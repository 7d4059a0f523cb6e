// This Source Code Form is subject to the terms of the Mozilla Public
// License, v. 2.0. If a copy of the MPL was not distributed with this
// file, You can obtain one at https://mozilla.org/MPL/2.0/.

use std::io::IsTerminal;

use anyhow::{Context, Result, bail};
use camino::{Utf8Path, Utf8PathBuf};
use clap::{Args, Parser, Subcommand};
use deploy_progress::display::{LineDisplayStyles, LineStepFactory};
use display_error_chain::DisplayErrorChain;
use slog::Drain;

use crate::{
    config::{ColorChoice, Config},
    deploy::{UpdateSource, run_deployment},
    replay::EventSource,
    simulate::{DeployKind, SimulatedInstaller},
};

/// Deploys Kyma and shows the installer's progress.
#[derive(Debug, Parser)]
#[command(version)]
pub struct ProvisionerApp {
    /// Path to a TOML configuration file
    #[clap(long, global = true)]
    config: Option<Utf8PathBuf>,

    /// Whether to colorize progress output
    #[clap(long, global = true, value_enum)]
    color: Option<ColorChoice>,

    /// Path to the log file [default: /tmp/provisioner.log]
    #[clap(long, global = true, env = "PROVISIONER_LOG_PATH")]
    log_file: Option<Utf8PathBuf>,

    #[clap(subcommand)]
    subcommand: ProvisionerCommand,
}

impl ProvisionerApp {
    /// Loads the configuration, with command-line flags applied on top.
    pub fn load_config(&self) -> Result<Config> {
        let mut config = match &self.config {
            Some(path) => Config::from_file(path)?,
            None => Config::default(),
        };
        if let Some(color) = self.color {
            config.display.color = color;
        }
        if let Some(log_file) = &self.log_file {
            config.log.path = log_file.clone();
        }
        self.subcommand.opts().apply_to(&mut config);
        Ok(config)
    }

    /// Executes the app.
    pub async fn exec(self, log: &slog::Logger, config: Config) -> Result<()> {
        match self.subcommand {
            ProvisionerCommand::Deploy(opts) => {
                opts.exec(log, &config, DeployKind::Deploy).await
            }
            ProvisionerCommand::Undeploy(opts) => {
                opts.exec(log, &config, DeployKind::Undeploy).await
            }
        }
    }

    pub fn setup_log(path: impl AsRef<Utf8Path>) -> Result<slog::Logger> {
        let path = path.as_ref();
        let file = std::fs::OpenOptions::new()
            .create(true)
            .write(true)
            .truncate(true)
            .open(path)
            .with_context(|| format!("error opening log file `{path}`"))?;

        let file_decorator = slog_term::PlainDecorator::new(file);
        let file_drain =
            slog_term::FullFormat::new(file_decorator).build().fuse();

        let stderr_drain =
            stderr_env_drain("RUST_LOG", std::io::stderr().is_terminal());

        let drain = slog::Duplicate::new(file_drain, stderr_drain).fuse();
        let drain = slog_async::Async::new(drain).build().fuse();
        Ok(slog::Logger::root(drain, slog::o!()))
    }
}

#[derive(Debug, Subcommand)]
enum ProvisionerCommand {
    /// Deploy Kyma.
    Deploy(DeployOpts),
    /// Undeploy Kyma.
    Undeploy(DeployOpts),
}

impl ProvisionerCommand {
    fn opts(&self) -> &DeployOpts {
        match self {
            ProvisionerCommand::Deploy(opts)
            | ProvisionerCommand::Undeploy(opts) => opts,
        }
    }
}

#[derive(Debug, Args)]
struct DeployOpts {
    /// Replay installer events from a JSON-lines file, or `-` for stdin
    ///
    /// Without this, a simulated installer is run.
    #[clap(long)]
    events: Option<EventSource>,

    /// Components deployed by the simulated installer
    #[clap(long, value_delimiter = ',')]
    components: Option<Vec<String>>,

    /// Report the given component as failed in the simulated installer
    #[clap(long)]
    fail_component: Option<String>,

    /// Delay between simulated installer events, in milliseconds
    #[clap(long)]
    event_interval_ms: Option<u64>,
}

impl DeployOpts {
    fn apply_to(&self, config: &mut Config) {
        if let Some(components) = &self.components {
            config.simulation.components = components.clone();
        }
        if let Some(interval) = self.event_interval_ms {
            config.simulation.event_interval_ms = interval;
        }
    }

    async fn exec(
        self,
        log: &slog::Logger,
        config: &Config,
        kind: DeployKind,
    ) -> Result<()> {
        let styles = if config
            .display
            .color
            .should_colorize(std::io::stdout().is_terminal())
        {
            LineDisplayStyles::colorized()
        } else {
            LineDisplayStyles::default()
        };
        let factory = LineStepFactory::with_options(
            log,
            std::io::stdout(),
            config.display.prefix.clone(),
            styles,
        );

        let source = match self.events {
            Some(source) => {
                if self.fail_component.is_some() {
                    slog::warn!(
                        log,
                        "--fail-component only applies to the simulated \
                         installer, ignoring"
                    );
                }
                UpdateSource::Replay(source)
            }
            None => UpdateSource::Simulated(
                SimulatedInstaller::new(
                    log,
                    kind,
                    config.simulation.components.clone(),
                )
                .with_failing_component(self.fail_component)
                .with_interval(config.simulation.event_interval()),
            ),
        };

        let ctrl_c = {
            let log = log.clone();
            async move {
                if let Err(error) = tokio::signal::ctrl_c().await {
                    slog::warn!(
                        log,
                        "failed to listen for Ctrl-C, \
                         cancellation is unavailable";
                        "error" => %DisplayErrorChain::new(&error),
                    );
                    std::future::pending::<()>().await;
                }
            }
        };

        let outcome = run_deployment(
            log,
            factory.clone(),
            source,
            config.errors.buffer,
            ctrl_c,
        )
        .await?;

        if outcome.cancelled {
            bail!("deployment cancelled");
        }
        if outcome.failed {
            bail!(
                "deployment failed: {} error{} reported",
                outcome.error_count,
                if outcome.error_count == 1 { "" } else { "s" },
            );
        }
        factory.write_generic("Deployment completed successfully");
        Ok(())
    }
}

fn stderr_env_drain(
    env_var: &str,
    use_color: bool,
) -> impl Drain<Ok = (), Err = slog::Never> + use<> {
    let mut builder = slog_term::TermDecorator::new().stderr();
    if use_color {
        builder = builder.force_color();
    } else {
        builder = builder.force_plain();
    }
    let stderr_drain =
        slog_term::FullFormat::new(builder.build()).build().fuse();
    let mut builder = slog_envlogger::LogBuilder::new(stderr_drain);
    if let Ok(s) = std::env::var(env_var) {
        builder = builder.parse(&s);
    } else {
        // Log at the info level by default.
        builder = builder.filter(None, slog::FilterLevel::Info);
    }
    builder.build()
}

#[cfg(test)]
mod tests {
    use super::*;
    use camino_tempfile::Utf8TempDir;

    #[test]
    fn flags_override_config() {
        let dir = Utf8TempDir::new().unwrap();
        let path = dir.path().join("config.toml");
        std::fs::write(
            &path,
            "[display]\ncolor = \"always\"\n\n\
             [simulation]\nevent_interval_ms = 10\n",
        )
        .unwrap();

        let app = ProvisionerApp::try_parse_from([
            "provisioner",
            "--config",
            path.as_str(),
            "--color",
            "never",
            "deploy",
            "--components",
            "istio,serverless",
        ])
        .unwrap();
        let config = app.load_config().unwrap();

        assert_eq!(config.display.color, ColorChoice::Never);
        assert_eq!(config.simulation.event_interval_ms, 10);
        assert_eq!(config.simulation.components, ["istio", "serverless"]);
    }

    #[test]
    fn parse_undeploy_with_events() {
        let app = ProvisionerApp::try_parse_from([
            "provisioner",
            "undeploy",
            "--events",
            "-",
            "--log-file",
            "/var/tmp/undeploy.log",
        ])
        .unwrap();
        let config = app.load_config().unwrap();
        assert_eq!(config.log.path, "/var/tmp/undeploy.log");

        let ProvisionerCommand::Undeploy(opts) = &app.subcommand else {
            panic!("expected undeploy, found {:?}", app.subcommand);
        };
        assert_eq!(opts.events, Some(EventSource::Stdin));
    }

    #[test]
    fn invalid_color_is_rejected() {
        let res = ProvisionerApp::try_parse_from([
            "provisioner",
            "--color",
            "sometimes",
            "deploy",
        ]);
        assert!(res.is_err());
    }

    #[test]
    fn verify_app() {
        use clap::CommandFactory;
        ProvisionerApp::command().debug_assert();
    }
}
=======
Tally, in the data above, the lines where the word "bail" occurs, and give the figure alone.

Response for this exercise:
3